At Oxford University, Professor Anabtawi was a Marshall Scholar, receiving an M.A. (in philosophy, politics, and economics). At Stanford Law School, she was articles editor of the Stanford Law Review, won the Hilmer Oehlmann, Jr. First Year Writing Award, and received the John M. Olin Prize in Law and Economics. She clerked for the Honorable Laurence H. Silberman of the U.S. Court of Appeals for the D.C. Circuit, and then Justice Sandra Day O'Connor of the U.S. Supreme Court. She then practiced for eight years with the firm of O'Melveny & Myers, where she consecutively held the positions of Tax Associate (Transactional Tax); Corporations Associate; and Special Counsel, Corporations Department. During this time, she specialized in mergers and acquisitions, joint ventures and strategic alliances, funds and acquisition vehicles, and financial products, as well as general corporate representation.
Anabtawi will be presenting her paper SOME SKEPTICISM ABOUT INCREASING SHAREHOLDER POWER.
Abstract: This Article examines shareholder primacists' claims that making boards more accountable to shareholders would go a long way toward solving the agency problem between shareholders and managers and enhancing shareholder welfare. I argue that in the shareholder power debate over whether to vest corporate decisionmaking authority primarily in a firm's shareholders or in its board of directors, shareholder primacists underplay deep rifts among the interests of large-block shareholders - those shareholders most likely to make use of increased shareholder power. The argument for reapportioning decisionmaking authority within the firm away from boards toward shareholders assumes that shareholders are a monolith with the single, overriding objective of maximizing share value. Some of the most significant modern shareholders, however, have private interests that conflict with (1) the goal of maximizing shareholder value generally or (2) the interests of other shareholders who would choose to maximize shareholder value differently, given their peculiar characteristics. Such private interests may induce influential shareholders to engage in rent-seeking behavior at the expense of overall shareholder welfare. In light of this possibility, which I argue is substantial, we would do well to pause before implementing corporate governance measures designed to further empower shareholders.

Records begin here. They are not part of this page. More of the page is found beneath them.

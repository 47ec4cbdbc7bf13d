//! Twilio SMS channel for trade confirmations.

use async_trait::async_trait;
use chrono::{DateTime, Utc};
use reqwest::Client;
use serde::Deserialize;
use std::time::Duration;
use tracing::{info, warn};
use url::Url;
use zeroize::Zeroizing;

use crate::domain::repositories::notification::{
    InboundMessage, NotificationError, NotificationService,
};

#[derive(Debug, Clone)]
pub struct TwilioConfig {
    pub base_url: String,
    pub account_sid: String,
    /// Our Twilio number
    pub from_number: String,
    /// The approver's phone
    pub to_number: String,
}

#[derive(Debug, Deserialize)]
struct MessagePage {
    #[serde(default)]
    messages: Vec<TwilioMessage>,
}

#[derive(Debug, Deserialize)]
struct TwilioMessage {
    sid: String,
    #[serde(default)]
    body: String,
    from: String,
    #[serde(default)]
    direction: String,
    #[serde(default)]
    date_sent: Option<String>,
    #[serde(default)]
    date_created: Option<String>,
}

impl TwilioMessage {
    fn sent_at(&self) -> Option<DateTime<Utc>> {
        self.date_sent
            .as_deref()
            .or(self.date_created.as_deref())
            .and_then(|raw| DateTime::parse_from_rfc2822(raw).ok())
            .map(|dt| dt.with_timezone(&Utc))
    }
}

pub struct TwilioClient {
    client: Client,
    config: TwilioConfig,
    auth_token: Zeroizing<String>,
    messages_url: Url,
}

impl TwilioClient {
    pub fn new(config: TwilioConfig, auth_token: Zeroizing<String>) -> Result<Self, NotificationError> {
        let messages_url = Url::parse(&config.base_url)
            .and_then(|base| {
                base.join(&format!(
                    "/2010-04-01/Accounts/{}/Messages.json",
                    config.account_sid
                ))
            })
            .map_err(|e| NotificationError::Malformed(format!("Invalid Twilio URL: {}", e)))?;

        let client = Client::builder()
            .timeout(Duration::from_secs(15))
            .build()
            .map_err(|e| NotificationError::Transport(e.to_string()))?;

        Ok(Self {
            client,
            config,
            auth_token,
            messages_url,
        })
    }
}

/// Keep inbound replies from the approver, newest first
fn inbound_from(page: MessagePage, approver: &str) -> Vec<InboundMessage> {
    let mut messages: Vec<InboundMessage> = page
        .messages
        .into_iter()
        .filter(|m| m.direction.eq_ignore_ascii_case("inbound") && m.from == approver)
        .filter_map(|m| match m.sent_at() {
            Some(sent_at) => Some(InboundMessage {
                id: m.sid,
                body: m.body,
                from: m.from,
                sent_at,
            }),
            None => {
                warn!("Skipping SMS {} without a usable timestamp", m.sid);
                None
            }
        })
        .collect();
    messages.sort_by(|a, b| b.sent_at.cmp(&a.sent_at));
    messages
}

#[async_trait]
impl NotificationService for TwilioClient {
    async fn send(&self, message: &str) -> Result<(), NotificationError> {
        let response = self
            .client
            .post(self.messages_url.clone())
            .basic_auth(&self.config.account_sid, Some(self.auth_token.as_str()))
            .form(&[
                ("To", self.config.to_number.as_str()),
                ("From", self.config.from_number.as_str()),
                ("Body", message),
            ])
            .send()
            .await
            .map_err(|e| NotificationError::Transport(e.to_string()))?;

        if !response.status().is_success() {
            let status = response.status();
            let body = response.text().await.unwrap_or_default();
            return Err(NotificationError::Rejected(format!("{} - {}", status, body)));
        }

        info!("📱 Confirmation SMS sent to {}", self.config.to_number);
        Ok(())
    }

    async fn list_recent_inbound(&self, limit: usize) -> Result<Vec<InboundMessage>, NotificationError> {
        let page_size = limit.clamp(1, 1000).to_string();
        let response = self
            .client
            .get(self.messages_url.clone())
            .basic_auth(&self.config.account_sid, Some(self.auth_token.as_str()))
            .query(&[
                ("To", self.config.from_number.as_str()),
                ("PageSize", page_size.as_str()),
            ])
            .send()
            .await
            .map_err(|e| NotificationError::Transport(e.to_string()))?;

        if !response.status().is_success() {
            let status = response.status();
            let body = response.text().await.unwrap_or_default();
            return Err(NotificationError::Rejected(format!("{} - {}", status, body)));
        }

        let page: MessagePage = response
            .json()
            .await
            .map_err(|e| NotificationError::Malformed(e.to_string()))?;

        let mut messages = inbound_from(page, &self.config.to_number);
        messages.truncate(limit);
        Ok(messages)
    }
}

FYI: Anabtawi's paper is, in considerable measure, a critique of Harvard law professor Lucian Bebchuk's article THE CASE FOR INCREASING SHAREHOLDER POWER. My article, Director Primacy and Shareholder Disempowerment, which is forthcoming in the Harvard law Review, is also a response to Bebchuk's argument.

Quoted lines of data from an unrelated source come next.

//! Concurrency tests for single-consumption approvals and the status
//! compare-and-set.

#[cfg(test)]
mod concurrency_tests {
    use chrono::{Duration, Utc};
    use futures_util::future::join_all;
    use std::sync::Arc;

    use crate::domain::entities::account_mode::AccountMode;
    use crate::domain::entities::trade_request::{TradeAction, TradeDetails, TradeRequest, TradeStatus};
    use crate::domain::errors::StoreError;
    use crate::domain::repositories::trade_store::TradeRequestStore;
    use crate::domain::services::approval_broker::{ApprovalBroker, ApprovalConfig};
    use crate::domain::test_support::{memory_store, MockNotifier};

    fn details() -> TradeDetails {
        TradeDetails::market("AAPL", TradeAction::Buy, 1.0, AccountMode::Paper).unwrap()
    }

    // ============================================================================
    // SINGLE CONSUMPTION
    // ============================================================================

    /// Many concurrent verifications of one code: exactly one wins
    #[tokio::test(flavor = "multi_thread", worker_threads = 4)]
    async fn test_concurrent_verify_single_winner() {
        let notifier = Arc::new(MockNotifier::new());
        let store = memory_store().await;
        let broker = Arc::new(ApprovalBroker::new(notifier, store, ApprovalConfig::default()));
        broker.request_confirmation(details()).await.unwrap();
        let code = broker.pending().await[0].approval_code.clone();

        let attempts = (0..16).map(|_| {
            let broker = broker.clone();
            let code = code.clone();
            tokio::spawn(async move { broker.verify_approval(&code).await })
        });

        let winners = join_all(attempts)
            .await
            .into_iter()
            .map(|joined| joined.unwrap().unwrap())
            .filter(Option::is_some)
            .count();
        assert_eq!(winners, 1);
    }

    /// Concurrent reject and verify: the record ends in exactly one state
    #[tokio::test(flavor = "multi_thread", worker_threads = 4)]
    async fn test_reject_races_verify() {
        let notifier = Arc::new(MockNotifier::new());
        let store = memory_store().await;
        let broker = Arc::new(ApprovalBroker::new(notifier, store.clone(), ApprovalConfig::default()));
        let trade_id = broker.request_confirmation(details()).await.unwrap();
        let code = broker.pending().await[0].approval_code.clone();

        let verify = {
            let broker = broker.clone();
            tokio::spawn(async move { broker.verify_approval(&code).await })
        };
        let reject = {
            let broker = broker.clone();
            let trade_id = trade_id.clone();
            tokio::spawn(async move { broker.reject(&trade_id).await })
        };

        let approved = verify.await.unwrap().unwrap().is_some();
        let rejected = reject.await.unwrap().unwrap();
        assert!(approved ^ rejected);

        let status = store.get_request(&trade_id).await.unwrap().unwrap().status;
        let expected = if approved {
            TradeStatus::Approved
        } else {
            TradeStatus::Rejected
        };
        assert_eq!(status, expected);
    }

    // ============================================================================
    // STATUS COMPARE-AND-SET
    // ============================================================================

    /// Racing approved -> submitted transitions: one success, rest conflict
    #[tokio::test(flavor = "multi_thread", worker_threads = 4)]
    async fn test_concurrent_submission_transition() {
        let store = memory_store().await;
        let now = Utc::now();
        let request = TradeRequest::new_pending(
            "CAS000000001".to_string(),
            "CASCOD".to_string(),
            details(),
            now,
            now + Duration::minutes(15),
        );
        store.create_request(&request).await.unwrap();
        store
            .transition("CAS000000001", TradeStatus::Pending, TradeStatus::Approved)
            .await
            .unwrap();

        let attempts = (0..8).map(|_| {
            let store = store.clone();
            tokio::spawn(async move {
                store
                    .transition("CAS000000001", TradeStatus::Approved, TradeStatus::Submitted)
                    .await
            })
        });

        let results: Vec<Result<(), StoreError>> = join_all(attempts)
            .await
            .into_iter()
            .map(|joined| joined.unwrap())
            .collect();

        assert_eq!(results.iter().filter(|r| r.is_ok()).count(), 1);
        assert!(results
            .iter()
            .filter_map(|r| r.as_ref().err())
            .all(|e| matches!(e, StoreError::StatusConflict { actual: TradeStatus::Submitted, .. })));
    }
}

Abstract: This essay is a response to Lucian Bebchuk's recent article The Case for Increasing Shareholder Power, 118 Harvard Law Review 833 (2005). In that article, Bebchuk put forward a set of proposals designed to allow shareholders to initiate and vote to adopt changes in the company's basic corporate governance arrangements. In response, I make three principal claims. First, if shareholder empowerment were as value-enhancing as Bebchuk claims, we should observe entrepreneurs taking a company public offering such rights either through appropriate provisions in the firm's organic documents or by lobbying state legislatures to provide such rights off the rack in the corporation code. Since we observe neither, we may reasonably conclude investors do not value these rights. Second, invoking my director primacy model of corporate governance, I present a first principles alternative to Bebchuk's account of the place of shareholder voting in corporate governance. Specifically, I argue that the present regime of limited shareholder voting rights is the majoritarian default and therefore should be preserved as the statutory off-the-rack rule. Finally, I suggest a number of reasons to be skeptical of Bebchuk's claim that shareholders would make effective use of his proposed regime. In particular, I argue that even institutional investors have strong incentives to remain passive.
For a broad overview of the law and economics of shareholder voting rights, see my article The Case for Limited Shareholder Voting Rights, which is forthcoming in the UCLA Law Review.